The owner of British Airways has pledged to 'defend the airline’s position vigorously' against a proposed record-breaking £183m fine for breaches of data protection law.

The Information Commissioner's Office (ICO) said it had issued a notice of its intention to fine BA £183.39m for infringements of the General Data Protection Regulation (GDPR) in relation to a cyber incident notified by the airline in September 2018.


The fine dwarfs any previous penalty for a data protection infringement and represents 1.5% of BA’s worldwide turnover for 2017.

The ICO said the incident in part involved user traffic to the BA website being diverted to a fraudulent site, through which customer details were harvested by the attackers. Personal data of approximately 500,000 customers was compromised in the incident, which is believed to have begun in June 2018.

It said its investigation ‘found that a variety of information was compromised by poor security arrangements at the company, including log in, payment card, and travel booking details as well name and address information’.

Information Commissioner Elizabeth Denham said: 'People’s personal data is just that – personal. When an organisation fails to protect it from loss, damage or theft it is more than an inconvenience. That’s why the law is clear – when you are entrusted with personal data you must look after it.‘

BA chairman and chief executive Alex Cruz said the firm was ‘surprised and disappointed’ by the initial ruling as it had responded quickly to a criminal act to steal customers’ data and found no evidence of fraudulent activity on accounts linked to the theft.

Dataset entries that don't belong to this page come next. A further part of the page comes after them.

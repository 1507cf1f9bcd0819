//! Worker agent for the distributed solver
//!
//! A worker is the passive side of the protocol. It:
//! - Dials the coordinator with a bounded retry loop
//! - Receives exactly one `Config` naming its row block
//! - Answers each `Iteration` with a `Result` for the same index
//! - Exits cleanly on `Stop`
//!
//! The worker keeps no grid state between iterations. Every `Iteration`
//! message carries the full row block plus halo rows, so a worker that
//! crashed and was replaced mid-run would compute the same answer.

use crate::config::WorkerConfig;
use crate::distributed::protocol::{read_message, write_message, Message};
use crate::error::HeatError;
use crate::stencil::step;
use crate::Result;
use tokio::net::TcpStream;
use tokio::time::sleep;

/// Worker agent
///
/// Connects to a coordinator and serves stencil updates until stopped.
pub struct WorkerAgent {
    config: WorkerConfig,
}

impl WorkerAgent {
    /// Create a worker agent from its connection settings
    pub fn new(config: WorkerConfig) -> Self {
        Self { config }
    }

    /// Run the worker to completion
    ///
    /// Returns `Ok(())` after a clean `Stop`. Any protocol violation or
    /// connection failure is fatal; the worker never reconnects mid-run.
    pub async fn run(&self) -> Result<()> {
        let mut stream = self.connect().await?;

        // The run opens with exactly one Config message.
        let (ny, iterations, row_start, row_end) = match read_message(&mut stream).await? {
            Message::Config {
                ny,
                iterations,
                row_start,
                row_end,
            } => (ny, iterations, row_start, row_end),
            other => {
                return Err(HeatError::Protocol(format!(
                    "expected Config to open the run, got {}",
                    other.kind()
                ))
                .into())
            }
        };
        println!(
            "Worker assigned rows {}..={} ({} columns, {} iterations)",
            row_start, row_end, ny, iterations
        );

        loop {
            match read_message(&mut stream).await? {
                Message::Stop => break,
                Message::Iteration {
                    iter,
                    chunk,
                    top,
                    bottom,
                } => {
                    if chunk.cols() != ny {
                        return Err(HeatError::ShapeMismatch {
                            expected: ny,
                            actual: chunk.cols(),
                        }
                        .into());
                    }
                    if !chunk.is_well_formed() {
                        return Err(HeatError::Protocol(format!(
                            "iteration {} chunk cell count does not match its {}x{} shape",
                            iter,
                            chunk.rows(),
                            chunk.cols()
                        ))
                        .into());
                    }
                    if top.len() != ny || bottom.len() != ny {
                        return Err(HeatError::Protocol(format!(
                            "iteration {} halo rows have {}/{} cells, expected {}",
                            iter,
                            top.len(),
                            bottom.len(),
                            ny
                        ))
                        .into());
                    }

                    let updated = step(&chunk, &top, &bottom);
                    write_message(&mut stream, &Message::Result { iter, chunk: updated }).await?;
                }
                other => {
                    return Err(HeatError::Protocol(format!(
                        "unexpected {} message while processing iterations",
                        other.kind()
                    ))
                    .into())
                }
            }
        }

        println!("Worker finished cleanly");
        Ok(())
    }

    /// Dial the coordinator, retrying on refusal
    ///
    /// The coordinator may not be listening yet when workers launch, so
    /// refused connections are retried up to the configured attempt count
    /// with a fixed delay between tries.
    async fn connect(&self) -> Result<TcpStream> {
        let addr = format!("{}:{}", self.config.host, self.config.port);
        let retry = self.config.retry;
        let mut last_err = None;

        for attempt in 1..=retry.attempts {
            match TcpStream::connect(&addr).await {
                Ok(stream) => {
                    println!("Connected to coordinator at {} (attempt {})", addr, attempt);
                    return Ok(stream);
                }
                Err(e) => {
                    last_err = Some(e);
                    if attempt < retry.attempts {
                        sleep(retry.delay).await;
                    }
                }
            }
        }

        let cause = last_err
            .map(|e| e.to_string())
            .unwrap_or_else(|| "no connection attempt was made".to_string());
        Err(HeatError::Connection(format!(
            "could not reach coordinator at {} after {} attempts: {}",
            addr, retry.attempts, cause
        ))
        .into())
    }
}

Willie Walsh, chief executive of BA owner International Airlines Group, said: ‘British Airways will be making representations to the ICO in relation to the proposed fine. We intend to take all appropriate steps to defend the airline’s position vigorously, including making any necessary appeals.’

The ICO said BA had co-operated with its investigation and made improvements to its security arrangements since the hack came to light and will now have opportunity to make representations to it as to the proposed findings and sanction.